Sick of being sick

When Your Body Says ENOUGH

There are times in life when we just aren’t listening to our bodies and they have to start shouting ENOUGH in our ears.  It’s time to slow down, regroup and rethink the situation.

Last December, my dog got very sick.  It was totally unexplained, but one day she just couldn’t stand up.  She would fall over when trying to eat or go potty.  We took her to the vet and she had a seizure. They called to have me rush her to the emergency hospital on the other side of Puget Sound.

She was diagnosed with encephalitis of unknown origin and was put on a round of high-dose steroids and we took her home to hope for the best.  She eventually responded to the treatment, but I was exhausted.  I had been so stressed out and worried about her and then, when things were getting back to normal, my body decided it had enough and started to shut down.

I had no energy.  I couldn’t eat.  I couldn’t sleep, but I was constantly tired.  I had low grade nausea and everything in my body ached. I went to the doctor and she ordered every test under the sun and sent me home with instructions to rest as much as possible.  I just went to bed until test results came back.

When results were back, my MD had found high cortisol levels, some elevated calcium and many other measures were just “off”.  She ordered more blood tests, a CT Scan, an ultrasound, etc.  She told me to rest in between appointments and we’d see what we found.

A week later, my husband took me back to the doctor for results.  He never comes with me to the doctor, so I knew he had been worried by all the tumor talk.   But, as usual, my tests were indicating no serious health issue.

I was given Xanax to reduce my stress levels and sent home to rest.  And rest I did.  Taking the Xanax, I was sleeping 15-16 hours a day and barely conscious for the rest of the hours of the day.

Was this my life? Was this the new “normal”? How is that acceptable?  It’s not!

So I had to go back to the drawing board.  I talked to some of my team members and they encouraged me to call a local naturopath and see what she had to say about my situation.

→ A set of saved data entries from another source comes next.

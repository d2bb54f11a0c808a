//! CLI layer - Command-line interface
//!
//! Contains argument parsing, output formatting, logging setup,
//! signal handling and the recording runner.

pub mod app;
pub mod args;
pub mod config_cmd;
pub mod devices_cmd;
pub mod logging;
pub mod presenter;
pub mod signals;

// Re-export commonly used types
pub use app::{run_record, RecordOptions, EXIT_ERROR, EXIT_SUCCESS, EXIT_USAGE_ERROR};
pub use args::{Cli, Commands, ConfigAction, RecordArgs};
pub use presenter::Presenter;
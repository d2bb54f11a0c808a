//! Fixed output formats for the two capture streams

use std::fmt;
use std::time::Duration as StdDuration;

/// File name of the audio output inside the recording directory
pub const AUDIO_FILE_NAME: &str = "output.wav";

/// File name of the video output inside the recording directory
pub const VIDEO_FILE_NAME: &str = "output.mp4";

/// Which of the two capture streams a component belongs to
#[derive(Debug, Clone, Copy, PartialEq, Eq, Hash)]
pub enum MediaKind {
    Audio,
    Video,
}

impl MediaKind {
    pub const fn as_str(&self) -> &'static str {
        match self {
            Self::Audio => "audio",
            Self::Video => "video",
        }
    }
}

impl fmt::Display for MediaKind {
    fn fmt(&self, f: &mut fmt::Formatter<'_>) -> fmt::Result {
        f.write_str(self.as_str())
    }
}

/// PCM capture format. Every recording uses [`AudioFormat::STANDARD`].
#[derive(Debug, Clone, Copy, PartialEq, Eq)]
pub struct AudioFormat {
    pub sample_rate: u32,
    pub channels: u16,
    pub bits_per_sample: u16,
    /// Frames (one sample per channel) delivered per device read
    pub chunk_frames: usize,
}

impl AudioFormat {
    /// 16-bit signed stereo at 44.1 kHz, 1024-frame chunks
    pub const STANDARD: Self = Self {
        sample_rate: 44_100,
        channels: 2,
        bits_per_sample: 16,
        chunk_frames: 1024,
    };

    /// Bytes per single sample
    pub const fn sample_width(&self) -> usize {
        (self.bits_per_sample / 8) as usize
    }

    /// Interleaved samples in one chunk
    pub const fn chunk_samples(&self) -> usize {
        self.chunk_frames * self.channels as usize
    }

    /// Wall-clock time covered by one chunk
    pub fn chunk_period(&self) -> StdDuration {
        StdDuration::from_secs_f64(self.chunk_frames as f64 / self.sample_rate as f64)
    }
}

impl Default for AudioFormat {
    fn default() -> Self {
        Self::STANDARD
    }
}

impl fmt::Display for AudioFormat {
    fn fmt(&self, f: &mut fmt::Formatter<'_>) -> fmt::Result {
        write!(
            f,
            "{} Hz, {} ch, {}-bit PCM",
            self.sample_rate, self.channels, self.bits_per_sample
        )
    }
}

/// Four-character codec tag written into the video container
#[derive(Debug, Clone, Copy, PartialEq, Eq)]
pub struct FourCc(pub [u8; 4]);

impl FourCc {
    pub fn as_str(&self) -> &str {
        std::str::from_utf8(&self.0).unwrap_or("????")
    }
}

impl fmt::Display for FourCc {
    fn fmt(&self, f: &mut fmt::Formatter<'_>) -> fmt::Result {
        f.write_str(self.as_str())
    }
}

/// Encoded video format. Every recording uses [`VideoFormat::STANDARD`].
#[derive(Debug, Clone, Copy, PartialEq, Eq)]
pub struct VideoFormat {
    pub codec_tag: FourCc,
    pub fps: u32,
}

impl VideoFormat {
    /// MPEG-4 part 2 (`mp4v`) at 20 frames per second
    pub const STANDARD: Self = Self {
        codec_tag: FourCc(*b"mp4v"),
        fps: 20,
    };
}

impl Default for VideoFormat {
    fn default() -> Self {
        Self::STANDARD
    }
}

/// Bounds of the capture region, in device pixels
#[derive(Debug, Clone, Copy, PartialEq, Eq)]
pub struct DisplayBounds {
    pub x: i32,
    pub y: i32,
    pub width: u32,
    pub height: u32,
}

impl DisplayBounds {
    /// Region anchored at the display origin
    pub const fn at_origin(width: u32, height: u32) -> Self {
        Self {
            x: 0,
            y: 0,
            width,
            height,
        }
    }

    pub const fn size(&self) -> (u32, u32) {
        (self.width, self.height)
    }
}

impl fmt::Display for DisplayBounds {
    fn fmt(&self, f: &mut fmt::Formatter<'_>) -> fmt::Result {
        write!(f, "{}x{}+{}+{}", self.width, self.height, self.x, self.y)
    }
}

I’m pretty resistant to adding new medical team members because it always feels like an exercise in futility.  They usually tell me the same thing – Your numbers are pretty much in range. Lose weight. Exercise more.  YAWN.  And despite assurances from people I trust, I was really reluctant to call.

But I did call and the doctor happened to answer the phone.  We had a nice conversation about my situation and set an appointment for later that week.

She had me fill out an extensive intake questionaire and we discussed all the issues.  She ordered a huge number of tests and assured me that we would figure this out together.

Dr H. was also the first doctor who ever took a moment to look me in the eyes and say “This must be so difficult for you.” I thought I was going to cry in front of a stranger.  It is difficult! It’s awful.  I wish I could do things that everyone else seems to be able to do, but the harder I try, the further back I slide. I am not asking to be a superhero, I just want to be able to participate in my life without having to go to bed for a week as a result.

Long story short, Dr H’s tests found a number of systems that were out of balance including my adrenals, my gut-bacteria and my thyroid. I also tested positive for high-levels of candida in my system, so that was a place to start.

Dr H referred me to a book to help me wrap my head around what was going on.  The book was The Stress Remedy: Master Your Body’s Synergy and Optimize Your Health

In it, Dr Doni Wilson breaks down the systems that support your health and how any one of them being out of sync can disrupt the others.

I read the book, although I did sort of tune out once she started talking about a cleanse and her diet regimen because we were doing our own protocol.  I had a clearer picture that self-care had to become a priority and I had to slow way down in my life and just do the things I am able to do.  This meant asking for help, which is not my favorite thing to do.